Goldfeder calls this process the “unbundling” of marriage – picking and choosing amongst the elements of traditional marriage.
Without a clear definition of marriage, it is inevitable that polygamy will become a possibility. This was certainly the view of Chief Justice John Roberts in his dissent from Obergefell v. Hodges:
"It is striking how much of the majority’s reasoning would apply with equal force to the claim of a fundamental right to plural marriage."
What substantial objections can there be to polygamy? Social revulsion is no longer enough for American courts. After another important case which came before the Supreme Court in 2003, Lawrence v Texas, morals-based legislation is no longer constitutional. In contemporary jurisprudence practices may only be proscribed if they cause demonstrable social harms.
And Goldfeder says that no harms are evident. As a lawyer he represented formerly polygamous women and children who had suffered in their relationships. But studying the bigger picture, he concluded that polygamy is largely benign.
I believe that at its core polygamy is an amoral tool and that the people who practice it are either good or bad; I believe that the harms we have come to associate with plural marriage are not intrinsic to the practice but rather arise from a combination of (a) bad actors who should be prosecuted for other evil crimes , and (b) an unregulated system that makes prosecution very difficult.
Because polygamy is currently illegal, there are no reliable statistics about how it affects participants. So the harms to women and children cited by same-sex marriage advocates are based on surmise, not evidence. In fact, Goldfeder cites a 15-year longitudinal study of polyamorous families by a sociologist, Elizabeth Sheff. It is a small study – only 22 children – but so are many studies of the children of same-sex couples. And she concludes that polyamorous families, in general, provide positive and enriching environments for children. Another study by Drake University law professor Maura Strassberg found that:
Children can benefit from having multiple loving parents who can offer not only more quality time but a greater range of interests and energy levels to match the child’s own unique and growing personality.
So if life in a polygamous family is at least no worse than life in more conventional families, are there any real obstacles to legalising polygamy?
Goldfeder says No: “legalizing plural marriage does not have to be difficult or ground-breaking. It can, in fact, be quite as easy as connecting a few dots, and cause no real disruption or trouble.” To make things easier, he sketches out a legal structure for polygamous marriages which would accommodate sticky issues like inheritance, divorce, taxation, healthcare directives, and so on.
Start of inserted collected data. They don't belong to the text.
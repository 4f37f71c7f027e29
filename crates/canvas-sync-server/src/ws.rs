//! `/ws` draw event stream.

use crate::AppState;
use axum::{
    extract::{
        State,
        ws::{Message, WebSocket, WebSocketUpgrade},
    },
    response::IntoResponse,
};
use canvas_sync_core::wire::{CanvasData, ClientMessage, ServerMessage};
use futures_util::{SinkExt, StreamExt, stream::SplitSink};
use std::sync::Arc;
use tokio::sync::broadcast::{self, error::RecvError};
use tracing::{debug, info, warn};
use uuid::Uuid;

pub(crate) async fn ws_handler(
    ws: WebSocketUpgrade,
    State(state): State<Arc<AppState>>,
) -> impl IntoResponse {
    ws.on_upgrade(move |socket| handle_socket(socket, state))
}

type Sender = SplitSink<WebSocket, Message>;

/// Serialize and send. `false` means the peer is gone.
async fn send(sender: &mut Sender, msg: &ServerMessage) -> bool {
    match serde_json::to_string(msg) {
        Ok(json) => sender.send(Message::Text(json.into())).await.is_ok(),
        Err(e) => {
            warn!("Failed to encode event: {}", e);
            true
        }
    }
}

/// A client's current stream subscription.
struct Subscribed {
    stream: String,
    rx: broadcast::Receiver<CanvasData>,
}

async fn handle_socket(socket: WebSocket, state: Arc<AppState>) {
    let client_id = Uuid::new_v4().to_string();
    info!("New connection: {}", client_id);

    let (mut sender, mut receiver) = socket.split();
    let mut current: Option<Subscribed> = None;

    loop {
        tokio::select! {
            msg = receiver.next() => {
                match msg {
                    Some(Ok(Message::Text(text))) => {
                        match serde_json::from_str::<ClientMessage>(&text) {
                            Ok(ClientMessage::Subscribe { stream }) => {
                                if let Some(old) = current.take() {
                                    state.unsubscribe(&old.stream, old.rx);
                                }
                                let rx = state.subscribe(&stream);
                                current = Some(Subscribed { stream: stream.clone(), rx });
                                info!("Client {} subscribed to {}", client_id, stream);
                                if !send(&mut sender, &ServerMessage::Subscribed { stream }).await {
                                    break;
                                }
                            }
                            Ok(ClientMessage::Unsubscribe) => {
                                if let Some(old) = current.take() {
                                    info!("Client {} unsubscribed from {}", client_id, old.stream);
                                    state.unsubscribe(&old.stream, old.rx);
                                }
                            }
                            Err(e) => {
                                warn!("Invalid message from {}: {}", client_id, e);
                                let err = ServerMessage::Error {
                                    message: format!("Invalid message: {}", e),
                                };
                                if !send(&mut sender, &err).await {
                                    break;
                                }
                            }
                        }
                    }
                    Some(Ok(Message::Close(_))) | None => break,
                    Some(Ok(_)) => {}
                    Some(Err(e)) => {
                        warn!("WebSocket error for {}: {}", client_id, e);
                        break;
                    }
                }
            }

            event = async {
                match &mut current {
                    Some(sub) => sub.rx.recv().await,
                    None => std::future::pending::<Result<CanvasData, RecvError>>().await,
                }
            } => {
                match event {
                    Ok(canvas) => {
                        let stream = current.as_ref().map(|s| s.stream.clone()).unwrap_or_default();
                        if !send(&mut sender, &ServerMessage::Draw { stream, canvas }).await {
                            break;
                        }
                    }
                    // Only the latest canvas matters; skipped ones are superseded.
                    Err(RecvError::Lagged(skipped)) => {
                        debug!("Client {} skipped {} draw events", client_id, skipped);
                    }
                    Err(RecvError::Closed) => {
                        current = None;
                    }
                }
            }
        }
    }

    if let Some(sub) = current.take() {
        state.unsubscribe(&sub.stream, sub.rx);
    }
    info!("Connection closed: {}", client_id);
}
mod registry;
mod workspace;

use std::path::{Path, PathBuf};
use std::time::Instant;

use clap::{Args, Parser, Subcommand};
use registry::{RunContext, init_logging, write_generation};
use spangen_core::{DatabaseSchema, Error as CoreError, SCHEMA_VERSION, validate_schema};
use spangen_generate::{GenerateError, GenerateOptions, Generator, GoRenderer};
use thiserror::Error;
use workspace::{SpangenSettings, apply_custom_types, load_settings, write_bytes_atomic};

#[derive(Debug, Error)]
enum CliError {
    #[error("registry error: {0}")]
    Registry(#[from] registry::RegistryError),
    #[error("workspace error: {0}")]
    Workspace(#[from] workspace::WorkspaceError),
    #[error("core error: {0}")]
    Core(#[from] CoreError),
    #[error("{0}")]
    Generate(#[from] GenerateError),
    #[error("failed to read {path}: {source}")]
    ReadSchema {
        path: PathBuf,
        source: std::io::Error,
    },
    #[error("failed to parse {path}: {source}")]
    ParseSchema {
        path: PathBuf,
        source: serde_json::Error,
    },
    #[error("json error: {0}")]
    Json(#[from] serde_json::Error),
    #[error("unsupported schema version {found}, expected {expected}")]
    SchemaVersion { found: String, expected: String },
}

#[derive(Parser, Debug)]
#[command(name = "spangen", version, about = "Go model generator for Cloud Spanner schemas")]
struct Cli {
    #[command(subcommand)]
    command: Command,
}

#[derive(Subcommand, Debug)]
enum Command {
    /// Generate Go model files from a schema.json snapshot.
    Generate(GenerateArgs),
    /// Print the JSON Schema of the schema.json input format.
    Schema(SchemaArgs),
}

#[derive(Args, Debug)]
struct GenerateArgs {
    /// Path to schema.json.
    #[arg(long, default_value = "schema.json")]
    schema: PathBuf,
    /// Output directory for generated files and manifest.json.
    #[arg(long, default_value = "models")]
    out: PathBuf,
    /// Path to spangen.toml. Missing files fall back to defaults.
    #[arg(long, default_value = "spangen.toml")]
    config: PathBuf,
    /// Go package name written into every file.
    #[arg(long)]
    package: Option<String>,
    /// Suffix appended to generated file names.
    #[arg(long)]
    suffix: Option<String>,
    /// Columns to leave out of models, as `Column` or `Table.Column`.
    #[arg(long, value_delimiter = ',')]
    ignore_fields: Vec<String>,
    /// Struct tag keys emitted next to the spanner tag.
    #[arg(long, value_delimiter = ',')]
    tags: Option<Vec<String>>,
    /// Append JSON logs to this file instead of logging to stderr.
    #[arg(long)]
    log_file: Option<PathBuf>,
}

#[derive(Args, Debug)]
struct SchemaArgs {
    /// Write the JSON Schema here instead of stdout.
    #[arg(long)]
    out: Option<PathBuf>,
}

fn main() -> Result<(), CliError> {
    let cli = Cli::parse();

    match cli.command {
        Command::Generate(args) => run_generate(args),
        Command::Schema(args) => run_schema(args),
    }
}

fn run_generate(args: GenerateArgs) -> Result<(), CliError> {
    let default_level = if args.log_file.is_some() { "info" } else { "warn" };
    init_logging(args.log_file.as_deref(), default_level)?;

    let ctx = RunContext::new(args.schema.clone(), args.out.clone());
    tracing::info!(event = "run_started", run_id = %ctx.run_id, schema = %ctx.schema_path.display());

    let timer = Instant::now();
    let settings = load_settings(&args.config)?;
    let options = merge_options(&settings, &args);

    let mut schema = read_schema(&args.schema)?;
    apply_custom_types(&mut schema, &settings.custom_types)?;
    validate_schema(&schema)?;
    tracing::info!(event = "schema_loaded", tables = schema.tables.len());

    let generator = Generator::new(options, GoRenderer);
    let generation = generator.generate(&schema)?;
    let manifest = write_generation(&ctx, &schema.schema_version, generator.options(), &generation)?;

    tracing::info!(
        event = "run_finished",
        run_id = %ctx.run_id,
        files = manifest.files.len(),
        elapsed_ms = timer.elapsed().as_millis() as u64
    );
    println!(
        "wrote {} files to {} (run {})",
        manifest.files.len(),
        ctx.out_dir.display(),
        manifest.run_id
    );
    Ok(())
}

fn run_schema(args: SchemaArgs) -> Result<(), CliError> {
    let schema = schemars::schema_for!(DatabaseSchema);
    let mut encoded = serde_json::to_vec_pretty(&schema)?;
    encoded.push(b'\n');
    match args.out {
        Some(path) => write_bytes_atomic(&path, &encoded)?,
        None => print!("{}", String::from_utf8_lossy(&encoded)),
    }
    Ok(())
}

fn read_schema(path: &Path) -> Result<DatabaseSchema, CliError> {
    let content = std::fs::read_to_string(path).map_err(|source| CliError::ReadSchema {
        path: path.to_path_buf(),
        source,
    })?;
    let schema: DatabaseSchema =
        serde_json::from_str(&content).map_err(|source| CliError::ParseSchema {
            path: path.to_path_buf(),
            source,
        })?;
    if schema.schema_version != SCHEMA_VERSION {
        return Err(CliError::SchemaVersion {
            found: schema.schema_version,
            expected: SCHEMA_VERSION.to_string(),
        });
    }
    Ok(schema)
}

/// Applies command line flags on top of the settings file.
fn merge_options(settings: &SpangenSettings, args: &GenerateArgs) -> GenerateOptions {
    let mut options = settings.generate.clone();
    if let Some(package) = &args.package {
        options.package_name = package.clone();
    }
    if let Some(suffix) = &args.suffix {
        options.file_suffix = suffix.clone();
    }
    for field in &args.ignore_fields {
        if !options.ignore_fields.contains(field) {
            options.ignore_fields.push(field.clone());
        }
    }
    if let Some(tags) = &args.tags {
        options.tags = tags.clone();
    }
    options
}
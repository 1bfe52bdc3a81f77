mod atomic;
mod settings;

pub use atomic::{write_bytes_atomic, write_json_atomic};
pub use settings::{CustomTypeOverride, SpangenSettings, apply_custom_types, load_settings};

use std::io;

use thiserror::Error;

#[derive(Debug, Error)]
pub enum WorkspaceError {
    #[error("io error: {0}")]
    Io(#[from] io::Error),
    #[error("json error: {0}")]
    Json(#[from] serde_json::Error),
    #[error("toml decode error: {0}")]
    TomlDecode(#[from] toml::de::Error),
    #[error("invalid workspace state: {0}")]
    Invalid(String),
}

pub type WorkspaceResult<T> = Result<T, WorkspaceError>;
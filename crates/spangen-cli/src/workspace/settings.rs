use std::path::Path;

use serde::{Deserialize, Serialize};

use spangen_core::DatabaseSchema;
use spangen_generate::GenerateOptions;

use super::{WorkspaceError, WorkspaceResult};

/// Contents of `spangen.toml`.
#[derive(Debug, Clone, Default, Serialize, Deserialize)]
#[serde(default)]
pub struct SpangenSettings {
    pub generate: GenerateOptions,
    pub custom_types: Vec<CustomTypeOverride>,
}

/// Assigns a custom Go type to one column, as `path/to/pkg.Type`.
#[derive(Debug, Clone, PartialEq, Eq, Serialize, Deserialize)]
pub struct CustomTypeOverride {
    pub table: String,
    pub column: String,
    #[serde(rename = "type")]
    pub go_type: String,
}

/// Loads settings from `path`. A missing file yields the defaults.
pub fn load_settings(path: &Path) -> WorkspaceResult<SpangenSettings> {
    if !path.exists() {
        return Ok(SpangenSettings::default());
    }
    let content = std::fs::read_to_string(path)?;
    parse_settings(&content)
}

fn parse_settings(content: &str) -> WorkspaceResult<SpangenSettings> {
    let settings: SpangenSettings = toml::from_str(content)?;
    for entry in &settings.custom_types {
        if !entry.go_type.contains('.') {
            return Err(WorkspaceError::Invalid(format!(
                "custom type for {}.{} must be qualified as path/pkg.Type, got {}",
                entry.table, entry.column, entry.go_type
            )));
        }
    }
    Ok(settings)
}

/// Writes every override into the matching column of `schema`.
pub fn apply_custom_types(
    schema: &mut DatabaseSchema,
    overrides: &[CustomTypeOverride],
) -> WorkspaceResult<()> {
    for entry in overrides {
        let column = schema
            .tables
            .iter_mut()
            .find(|table| table.name == entry.table)
            .and_then(|table| {
                table
                    .columns
                    .iter_mut()
                    .find(|column| column.name == entry.column)
            })
            .ok_or_else(|| {
                WorkspaceError::Invalid(format!(
                    "custom type targets unknown column {}.{}",
                    entry.table, entry.column
                ))
            })?;
        column.custom_type = Some(entry.go_type.clone());
    }
    Ok(())
}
In short, polygamy would tick all the boxes that same-sex marriage ticked, at least in the United States: it is not harmful, some people desperately want it; regulation is possible; it won’t weaken the traditional family; and it is a beautiful way of life. Goldfeder’s concluding remarks echo the gushing prose that Australians will hear in the up-coming campaign for gay marriage:
Plural marriage is not a sexual system. It is about multiplying everything that is good in a traditional dyadic marriage: love, responsibility , selflessness , and self-identification and expression given and received in a communal context that is well rooted and well understood.
Anyone interested in in life after legal same-sex marriage should read this closely-reasoned road map to polygamy. Who but Australian Marriage Equality could possibly object to it?
To put new life in a shop-worn slogan: if you don’t like plural marriage, don’t get plural married; don’t deprive others of a love your shrivelled, bigoted minds cannot understand.
Michael Cook is editor of MercatorNet.